1997年10月31日(金曜日) 話し言葉で
 明治時代、文学が文学として一般に読まれ始めた頃の話、夏目漱石などを中心に「文語一致運動」と言うのが行われた。つまり、喋る言葉と文章として書く言葉を統一しようと云う文学的な運動なのだ。
 む?と思うかもしれないが、あの時代の文章、あるいはそれ以前の文章が「古文」として残されているが、あの様な言葉遣いは日常では交わされてはいなかった。特に日本は俳句などが発達したおかげで、文章的には通用する言語体系と言う物がある。

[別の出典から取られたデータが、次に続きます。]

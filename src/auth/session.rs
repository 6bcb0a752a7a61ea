//! Graph session extractor
//!
//! The user access token lives in the browser. Each request hands it over
//! explicitly and handlers receive it as a `GraphSession`, never from
//! shared state.

use axum::{
    async_trait,
    extract::FromRequestParts,
    http::{HeaderMap, request::Parts},
};
use base64::{Engine as _, engine::general_purpose};
use sha2::{Digest, Sha256};

use crate::error::AppError;

/// User access token for the duration of one request
#[derive(Clone, PartialEq, Eq)]
pub struct GraphSession {
    access_token: String,
}

impl GraphSession {
    /// Blank tokens count as absent
    pub fn new(access_token: impl Into<String>) -> Option<Self> {
        let access_token = access_token.into();
        if access_token.trim().is_empty() {
            None
        } else {
            Some(Self { access_token })
        }
    }

    pub fn access_token(&self) -> &str {
        &self.access_token
    }

    /// Stable key for per-session state that must not hold the token itself
    pub fn fingerprint(&self) -> String {
        let digest = Sha256::digest(self.access_token.as_bytes());
        general_purpose::URL_SAFE_NO_PAD.encode(digest)
    }
}

impl std::fmt::Debug for GraphSession {
    fn fmt(&self, f: &mut std::fmt::Formatter<'_>) -> std::fmt::Result {
        f.debug_struct("GraphSession")
            .field("access_token", &"<redacted>")
            .finish()
    }
}

fn token_from_query(query: Option<&str>) -> Option<String> {
    url::form_urlencoded::parse(query?.as_bytes())
        .find(|(key, _)| key == "access_token")
        .map(|(_, value)| value.into_owned())
}

fn token_from_headers(headers: &HeaderMap) -> Option<String> {
    headers
        .get("Authorization")
        .and_then(|h| h.to_str().ok())
        .and_then(|h| h.strip_prefix("Bearer "))
        .map(ToOwned::to_owned)
}

/// `access_token` query parameter first, then `Authorization: Bearer`
fn session_from_parts(parts: &Parts) -> Option<GraphSession> {
    token_from_query(parts.uri.query())
        .and_then(GraphSession::new)
        .or_else(|| token_from_headers(&parts.headers).and_then(GraphSession::new))
}

/// Extractor for the caller's Graph session
///
/// # Usage
/// ```ignore
/// async fn handler(session: GraphSession) -> impl IntoResponse {
///     session.access_token().len().to_string()
/// }
/// ```
#[async_trait]
impl<S> FromRequestParts<S> for GraphSession
where
    S: Send + Sync,
{
    type Rejection = AppError;

    async fn from_request_parts(parts: &mut Parts, _state: &S) -> Result<Self, Self::Rejection> {
        session_from_parts(parts).ok_or(AppError::MissingParameter("Missing access token"))
    }
}

/// Optional session extractor
///
/// For handlers that report a missing token with their own message.
#[derive(Debug, Clone)]
pub struct MaybeGraphSession(pub Option<GraphSession>);

#[async_trait]
impl<S> FromRequestParts<S> for MaybeGraphSession
where
    S: Send + Sync,
{
    type Rejection = std::convert::Infallible;

    async fn from_request_parts(parts: &mut Parts, _state: &S) -> Result<Self, Self::Rejection> {
        Ok(MaybeGraphSession(session_from_parts(parts)))
    }
}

 で、それでは一般庶民レベルに文学が、あるいは文章が浸透しないと考えたのだ。

 それが100年前の話。  いまはそんな事を、念頭に考えるまでもなく、この文章の様にだらだらと通常喋っている言葉をそのまま文章化した物が流布している。
 それは良いことだと思う。
 が、70年代後半からその辺に拍車がかかってしまい、凄い事になってしまった様な気がする。
 いわゆる「小峰元」と言う推理小説なんかで「青春ミステリー」なんてジャンルを作りあげ、後継者として赤川次郎なんかが出てきて、さらにSF畑からも新井素子なんかが出てきたあたりで、私はうぬぬと腕組みをしてしまったのだ。
 その手の本を読まないで「嫌いだ」と批判する人もいるが、私はとにかく読んでみた。赤川次郎も5〜6冊は読んだ。新井素子は全部で10冊近くは読んだんじゃないかな?
 そこで、さらにうぬぬと腕組みをしたのだ。

 その辺の本はすささささーっと読み切ってしまえるのだ。基本的にそんなに読書スピードは普通の人より早いのかもしれないが、とにかく1冊の単行本をすさささーっと読み切ってしまったのだ。
 うぬぬ・・・、その後、いわゆる朝日ソノラマ文庫をはじめとして、その辺の少年処女小説が大量に発行され新人作家が大量に出現した。
 あんまり、ジャンル関係なく本を読むけれど、基本的にSFと推理小説がメインなので、ついつい面白そうなテーマの作品を買って読む。そこでさらにうぬぬと思ってしまうのだ。
 とにかく簡単に読み切ってしまえる。普通の本の半分以下の時間で読み切れてしまうのだ。約1冊30分。  結局、その小説はほとんどが会話で成り立っているのだ。情景描写も心理描写もそこそこに会話会話会話の乱れ打ち。その会話も、なんか中途半端な漫才状態が続くだけだったりする。
 うぬぬ、これっていわゆる芝居などの「卜書き台本」なんじゃないの?と言う気がしてしまうのだ。しかもあまりにも全てを会話で説明してしまう状態。心理的な部分を深読みする必要がない状態の会話が羅列されているだけ・・・・。

 なんだろうな・・・・・特に最近、その手の文庫なんかを本屋でぱらぱらめくるとその傾向が激しくなっている様な気がする。

 コンピュータ通信でも、1人で書いているのに二人のキャラクターが会話をしている様な感じで説明をしていたりする人もいたりした。たしかに新しい試みかもしれないが、実際に文章量の割に内容が稀薄になってしまうのだな。
 つまり、文庫本1冊をたとえばアニメにそのまましたら30分に納まってしまうような感じの稀薄さなのだ。

 その手の方向性を持った作家がいても悪くはないと思うが、かなりの率で最近のお手軽RPG的ファンタジーストーリーには存在している。推理小説なんかにも。

 私は、そのテクニックで面白く話を進める自信がないっす。